## Problem to work on
Look through the entries below and count the lines with the word "main" in them; give only the number.

Collected data entries
━━━━━━━━━━━━━━━━━━━━
//! # Relay
//!
//! **Dependency-ordered async middleware chains**
//!
//! Relay registers named middleware with priorities, dependencies and
//! conditions, validates the resulting graph, and runs it against a request
//! context:
//!
//! - **Deterministic ordering** – priority first, dependencies always before dependents
//! - **Failure policy** – per-attempt timeouts, bounded retries, halt or continue
//! - **Parallel groups** – blocking or fire-and-forget groups of concurrent middleware
//! - **Cancellation** – cooperative abort checked between units
//! - **Observability** – structured `tracing` logs and Prometheus metrics
//!
//! ## Quick Start
//!
//! ```
//! use http::Method;
//! use relay::prelude::*;
//!
//! #[tokio::main]
//! async fn main() -> Result<(), ChainError> {
//!     let config = RelayConfig::default();
//!     let chain = config.chain.build_chain();
//!
//!     chain.register(
//!         MiddlewareDescriptor::new("request-log", FnMiddleware::new(|ctx| {
//!             Box::pin(async move {
//!                 ctx.set_attribute("logged", "true");
//!                 Ok(())
//!             })
//!         }))
//!         .with_priority(100),
//!     )?;
//!
//!     let result = chain
//!         .execute(ExecutionContext::new(Method::GET, "/health"), None)
//!         .await?;
//!     assert_eq!(result.state(), ChainState::Completed);
//!     Ok(())
//! }
//! ```

#![doc(html_root_url = "https://docs.rs/relay/0.1.0")]
#![warn(missing_docs)]
#![forbid(unsafe_code)]

// Re-export core types
pub use relay_core as core;

// Re-export the chain engine
pub use relay_middleware as middleware;

// Re-export configuration
pub use relay_config as config;

// Re-export telemetry
pub use relay_telemetry as telemetry;

use relay_telemetry::{LogConfig, MetricsConfig, TelemetryResult};

/// Installs logging and the metrics exporter described by `config`.
///
/// Disabled sections are skipped. With metrics enabled this must be called
/// from within a Tokio runtime, which hosts the scrape endpoint.
///
/// # Errors
///
/// Returns the telemetry error if a subscriber or recorder is already
/// installed, the log filter is invalid, the metrics address cannot be
/// bound, or metrics are enabled outside a Tokio runtime.
pub fn init_telemetry(config: &relay_config::RelayConfig) -> TelemetryResult<()> {
    relay_telemetry::init_logging(&LogConfig::from(&config.logging))?;
    relay_telemetry::init_metrics(&MetricsConfig::from(&config.metrics))
}

/// Prelude module for convenient imports.
///
/// # Example
///
/// ```
/// use relay::prelude::*;
///
/// let chain = MiddlewareChain::new();
/// assert!(chain.validate().valid);
/// ```
pub mod prelude {
    pub use relay_core::{
        AbortSignal, BuildResult, ChainError, ChainState, ExecutionContext, ExecutionId,
        MiddlewareError, RequestId, SecurityContext,
    };

    pub use relay_middleware::{
        BoxFuture, ChainResult, Condition, ConditionOperator, ExecutionOptions, ExecutionResult,
        FnMiddleware, Middleware, MiddlewareChain, MiddlewareDescriptor, ParallelGroup,
        PolicyDecision, PolicyEnforcementPoint, PolicyEnforcer, PolicyMiddleware, Recovery,
    };

    pub use relay_config::{ConfigLoader, RelayConfig};
}

#[cfg(test)]
mod tests {
    use super::*;

    #[test]
    fn test_init_telemetry_with_everything_disabled() {
        let mut config = relay_config::RelayConfig::default();
        config.logging.enabled = false;
        config.metrics.enabled = false;
        assert!(init_telemetry(&config).is_ok());
    }
}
━━━━━━━━━━━━━━━━━━━━
## Exercise answer
2